Elle amène à la rescousse d'autres puissances européennes comme la
France pour venger l'Espagne de sa grande défaite. En 1923, le général
Primo de Rivera, profite de la débâcle pour instaurer la dictature en
Espagne, pendant que la résistance rifaine s'intensifie et se propage en
remportant la bataille du Mont de Arroui et la récupération de Nador,
Selwan et Driouch. Les Espagnols, pourchassés jusqu'à Melilla, sont
encerclés par la résistance.
En septembre 1921, après la première réunion de l'assemblée rifaine, la
République des tribus confédérées du Rif est proclamée et se dote d'un
gouvernement constitutionnel. Cette jeune république rompt complètement
avec le Makhzen et réfute la double colonisation de la Berbérie
occidentale. Ssi Muhend parle de la faute historique de considérer le
pays du Rif comme faisant partie du Maroc: «Nous les Rifains sommes des
Africains et non pas des Marocains. Nous invitons tous les peuples à
venir découvrir notre région. Nous défendons notre pays. L'Espagne nous
a imposé la guerre sous prétexte de la conférence d'Algésiras...».
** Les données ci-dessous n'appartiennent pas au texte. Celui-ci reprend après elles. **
//! Routing a protocol across a pool of actors
//!
//! A [`Router`] is usually owned by a router actor: it keeps the current set
//! of routees and asks a [`RoutingStrategy`] which one receives each command
//! or query. [`RouterSpecification`] builds the initial pool as children of
//! the router actor.

use crate::{
    actor::{Actor, ActorRef, Context, Definition},
    address::Address,
    completes::{Completes, CompletesEventually},
    error::{ActorError, ActorResult},
};
use rand::{rngs::StdRng, seq::SliceRandom, SeedableRng};
use std::fmt;
use tracing::trace;

/// One member of a router pool
pub struct Routee<P> {
    actor: ActorRef<P>,
}

impl<P: Send + 'static> Routee<P> {
    pub fn new(actor: ActorRef<P>) -> Self {
        Self { actor }
    }

    pub fn address(&self) -> &Address {
        self.actor.address()
    }

    pub fn actor(&self) -> &ActorRef<P> {
        &self.actor
    }

    /// Messages waiting in the routee's mailbox
    pub fn pending(&self) -> usize {
        self.actor.pending()
    }
}

impl<P> Clone for Routee<P> {
    fn clone(&self) -> Self {
        Self {
            actor: self.actor.clone(),
        }
    }
}

impl<P> fmt::Debug for Routee<P> {
    fn fmt(&self, f: &mut fmt::Formatter<'_>) -> fmt::Result {
        write!(f, "Routee({:?})", self.actor)
    }
}

/// Picks the routee for the next message
pub trait RoutingStrategy<P>: Send {
    /// Index into `routees` of the selected routee; `routees` is never empty
    fn select(&mut self, routees: &[Routee<P>]) -> usize;
}

/// Uniformly random selection.
///
/// Draws without replacement within each cycle over the current routee set,
/// so `n` consecutive selections cover all `n` routees. A change to the
/// routee set starts a new cycle.
pub struct RandomRouting {
    rng: StdRng,
    known: Vec<Address>,
    bag: Vec<usize>,
}

impl RandomRouting {
    pub fn new() -> Self {
        Self::from_rng(StdRng::from_entropy())
    }

    /// Deterministic selection for a given seed
    pub fn with_seed(seed: u64) -> Self {
        Self::from_rng(StdRng::seed_from_u64(seed))
    }

    fn from_rng(rng: StdRng) -> Self {
        Self {
            rng,
            known: Vec::new(),
            bag: Vec::new(),
        }
    }

    /// Replace the random source and start a new cycle
    pub fn reseed(&mut self, seed: u64) {
        self.rng = StdRng::seed_from_u64(seed);
        self.bag.clear();
    }
}

impl Default for RandomRouting {
    fn default() -> Self {
        Self::new()
    }
}

impl<P: Send + 'static> RoutingStrategy<P> for RandomRouting {
    fn select(&mut self, routees: &[Routee<P>]) -> usize {
        let changed = self.known.len() != routees.len()
            || self
                .known
                .iter()
                .zip(routees)
                .any(|(known, routee)| known != routee.address());
        if changed {
            self.known = routees.iter().map(|r| r.address().clone()).collect();
            self.bag.clear();
        }
        if self.bag.is_empty() {
            self.bag = (0..routees.len()).collect();
            self.bag.shuffle(&mut self.rng);
        }
        self.bag.pop().unwrap_or(0)
    }
}

/// Cycles through the routees in subscription order
#[derive(Debug, Default)]
pub struct RoundRobinRouting {
    next: usize,
}

impl RoundRobinRouting {
    pub fn new() -> Self {
        Self::default()
    }
}

impl<P: Send + 'static> RoutingStrategy<P> for RoundRobinRouting {
    fn select(&mut self, routees: &[Routee<P>]) -> usize {
        let index = self.next % routees.len();
        self.next = self.next.wrapping_add(1);
        index
    }
}

/// Picks the routee with the fewest pending messages, earliest on ties
#[derive(Debug, Default)]
pub struct SmallestMailboxRouting;

impl<P: Send + 'static> RoutingStrategy<P> for SmallestMailboxRouting {
    fn select(&mut self, routees: &[Routee<P>]) -> usize {
        routees
            .iter()
            .enumerate()
            .min_by_key(|(_, routee)| routee.pending())
            .map(|(index, _)| index)
            .unwrap_or(0)
    }
}

/// Routee set plus selection strategy
pub struct Router<P> {
    routees: Vec<Routee<P>>,
    strategy: Box<dyn RoutingStrategy<P>>,
}

impl<P: Send + 'static> Router<P> {
    pub fn new(strategy: impl RoutingStrategy<P> + 'static) -> Self {
        Self {
            routees: Vec::new(),
            strategy: Box::new(strategy),
        }
    }

    pub fn with_routees(mut self, routees: impl IntoIterator<Item = Routee<P>>) -> Self {
        for routee in routees {
            self.subscribe(routee);
        }
        self
    }

    /// Add a routee; returns false if one with the same address is present
    pub fn subscribe(&mut self, routee: Routee<P>) -> bool {
        if self.routees.iter().any(|r| r.address() == routee.address()) {
            return false;
        }
        self.routees.push(routee);
        true
    }

    /// Remove the routee at `address`; returns false if absent
    pub fn unsubscribe(&mut self, address: &Address) -> bool {
        let before = self.routees.len();
        self.routees.retain(|r| r.address() != address);
        self.routees.len() != before
    }

    pub fn routees(&self) -> &[Routee<P>] {
        &self.routees
    }

    pub fn routee_count(&self) -> usize {
        self.routees.len()
    }

    fn select(&mut self) -> ActorResult<&Routee<P>> {
        if self.routees.is_empty() {
            return Err(ActorError::NoRoutees);
        }
        let index = self.strategy.select(&self.routees).min(self.routees.len() - 1);
        let routee = &self.routees[index];
        trace!(routee = %routee.address(), "Routee selected");
        Ok(routee)
    }

    /// Forward a fire-and-forget message to one routee
    pub fn route_command(&mut self, message: P) -> ActorResult<()> {
        self.select()?.actor.tell(message)
    }

    /// Forward a query to one routee and return the caller's eventual result
    pub fn route_query<T, F>(&mut self, make: F) -> ActorResult<Completes<T>>
    where
        F: FnOnce(CompletesEventually<T>) -> P,
    {
        self.select()?.actor.ask(make)
    }

    /// Forward a query carrying the original caller's reply handle
    pub fn route_query_with<T, F>(&mut self, reply: CompletesEventually<T>, make: F) -> ActorResult<()>
    where
        F: FnOnce(CompletesEventually<T>) -> P,
    {
        match self.select() {
            Ok(routee) => routee.actor.tell(make(reply)),
            Err(err) => {
                reply.fail(err.clone());
                Err(err)
            }
        }
    }

    /// Send a copy of `message` to every routee; returns how many accepted it
    pub fn broadcast(&self, message: P) -> ActorResult<usize>
    where
        P: Clone,
    {
        if self.routees.is_empty() {
            return Err(ActorError::NoRoutees);
        }
        Ok(self
            .routees
            .iter()
            .filter(|routee| routee.actor.tell(message.clone()).is_ok())
            .count())
    }
}

impl<P> fmt::Debug for Router<P> {
    fn fmt(&self, f: &mut fmt::Formatter<'_>) -> fmt::Result {
        f.debug_struct("Router")
            .field("routees", &self.routees.len())
            .finish()
    }
}

/// Initial pool of a router actor
pub struct RouterSpecification<A: Actor> {
    initial_pool_size: usize,
    routee_definition: Definition<A>,
}

impl<A: Actor> RouterSpecification<A> {
    /// `routee_definition` must not carry a fixed address
    pub fn new(initial_pool_size: usize, routee_definition: Definition<A>) -> Self {
        Self {
            initial_pool_size,
            routee_definition,
        }
    }

    pub fn initial_pool_size(&self) -> usize {
        self.initial_pool_size
    }

    /// Create the pool as children of the actor owning `ctx`
    pub fn create_routees<R: Actor>(&self, ctx: &Context<'_, R>) -> ActorResult<Vec<Routee<A::Protocol>>> {
        (0..self.initial_pool_size)
            .map(|_| {
                ctx.child_actor_for(self.routee_definition.clone())
                    .map(Routee::new)
            })
            .collect()
    }

    /// A router over a freshly created pool
    pub fn build<R: Actor>(
        &self,
        ctx: &Context<'_, R>,
        strategy: impl RoutingStrategy<A::Protocol> + 'static,
    ) -> ActorResult<Router<A::Protocol>> {
        Ok(Router::new(strategy).with_routees(self.create_routees(ctx)?))
    }
}

#[cfg(test)]
mod tests {
    use super::*;
    use crate::actor::ProtocolSink;
    use crate::address::AddressFactory;
    use crate::completes;
    use parking_lot::Mutex;
    use std::collections::HashSet;
    use std::sync::Arc;

    /// Sink that records deliveries instead of dispatching them
    struct RecordingSink {
        address: Address,
        received: Mutex<Vec<u32>>,
    }

    impl ProtocolSink<u32> for RecordingSink {
        fn address(&self) -> &Address {
            &self.address
        }

        fn deliver(&self, message: u32) -> ActorResult<()> {
            self.received.lock().push(message);
            Ok(())
        }

        fn is_stopped(&self) -> bool {
            false
        }

        fn pending(&self) -> usize {
            self.received.lock().len()
        }

        fn completes_address(&self) -> Address {
            self.address.clone()
        }
    }

    fn sinks(count: usize) -> Vec<Arc<RecordingSink>> {
        let factory = AddressFactory::new();
        (0..count)
            .map(|_| {
                Arc::new(RecordingSink {
                    address: factory.unique(),
                    received: Mutex::new(Vec::new()),
                })
            })
            .collect()
    }

    fn routees(sinks: &[Arc<RecordingSink>]) -> Vec<Routee<u32>> {
        sinks
            .iter()
            .map(|sink| Routee::new(ActorRef::new(sink.clone())))
            .collect()
    }

    #[test]
    fn test_subscribe_is_idempotent() {
        let sinks = sinks(2);
        let mut router = Router::new(RoundRobinRouting::new()).with_routees(routees(&sinks));
        assert_eq!(router.routee_count(), 2);
        assert!(!router.subscribe(routees(&sinks)[0].clone()));
        assert!(router.unsubscribe(&sinks[0].address));
        assert!(!router.unsubscribe(&sinks[0].address));
        assert_eq!(router.routee_count(), 1);
    }

    #[test]
    fn test_round_robin() {
        let sinks = sinks(3);
        let mut router = Router::new(RoundRobinRouting::new()).with_routees(routees(&sinks));
        for i in 0..6 {
            router.route_command(i).unwrap();
        }
        assert_eq!(*sinks[0].received.lock(), vec![0, 3]);
        assert_eq!(*sinks[1].received.lock(), vec![1, 4]);
        assert_eq!(*sinks[2].received.lock(), vec![2, 5]);
    }

    #[test]
    fn test_random_covers_each_cycle() {
        let sinks = sinks(3);
        let routees = routees(&sinks);
        let mut strategy = RandomRouting::with_seed(7);
        for _ in 0..10 {
            let picked: HashSet<usize> = (0..3)
                .map(|_| RoutingStrategy::<u32>::select(&mut strategy, &routees))
                .collect();
            assert_eq!(picked.len(), 3);
        }
    }

    #[test]
    fn test_smallest_mailbox() {
        let sinks = sinks(3);
        sinks[0].received.lock().extend([1, 2]);
        sinks[2].received.lock().push(1);
        let mut router = Router::new(SmallestMailboxRouting).with_routees(routees(&sinks));
        router.route_command(9).unwrap();
        assert_eq!(*sinks[1].received.lock(), vec![9]);
    }

    #[test]
    fn test_empty_router() {
        let mut router: Router<u32> = Router::new(RoundRobinRouting::new());
        assert!(matches!(router.route_command(1), Err(ActorError::NoRoutees)));
        assert!(matches!(router.broadcast(1), Err(ActorError::NoRoutees)));

        let (reply, mut completes) = completes::pair::<u32>(Address::none());
        assert!(router.route_query_with(reply, |_| 1).is_err());
        assert!(matches!(completes.try_outcome(), Some(Err(ActorError::NoRoutees))));
    }

    #[test]
    fn test_broadcast() {
        let sinks = sinks(3);
        let router = Router::new(RoundRobinRouting::new()).with_routees(routees(&sinks));
        assert_eq!(router.broadcast(5).unwrap(), 3);
        assert!(sinks.iter().all(|sink| *sink.received.lock() == vec![5]));
    }
}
Mais la république aura la vie courte. En avril 1925, Abdelkrim empiète
sur le territoire rifain sous domination française et remporte la
bataille de Werya. C'est l'occasion rêvée pour la France coloniale de
mater la résistance. Le maréchal Lyautey, résident général à Rabat,
réplique. Mais considéré comme trop «mou», il est vite remplacé par
Pétain, partisan de la seule manière forte. En juillet 1925, une
conférence franco-espagnole décide des actions à mener contre la
nouvelle république. En novembre, 15000 soldats débarquent à Al Hoceima,
et les Espagnols atteignent Ajdir. La France, appuyée par les
auxiliaires marocains du Sultan Moulay Youcef, intervient avec son armée
et son aviation. L'Allemagne fournit ses stocks pour bombarder le Rif de
poison et de gaz innervant, sans oublier la participation des avions
américains pour raser la résistance.
La sale guerre
Entre 1921 et 1927, l'armée espagnole utilise systématiquement les gaz
de guerre dans le Rif: Phosgène, diphosgène, chloropicrine et surtout
l'ypérite, le gaz moutarde utilisé pour la première fois à la bataille
d'Ypres en 1915. Ce sont bien les usines allemandes qui fournissent le
gouvernement espagnol en armes chimiques, comme le prouve l'étude Du Gaz
mortel contre Abdelkrim 1922-1927[7], ou l'ouvrage Étreinte Mortelle de
Sébastien Balfour, qui retrace l'escalade chimique de la guerre
coloniale, troisième en intensité après la guerre de 1914-1918 et la
guerre menée en Irak par l'Angleterre en 1919.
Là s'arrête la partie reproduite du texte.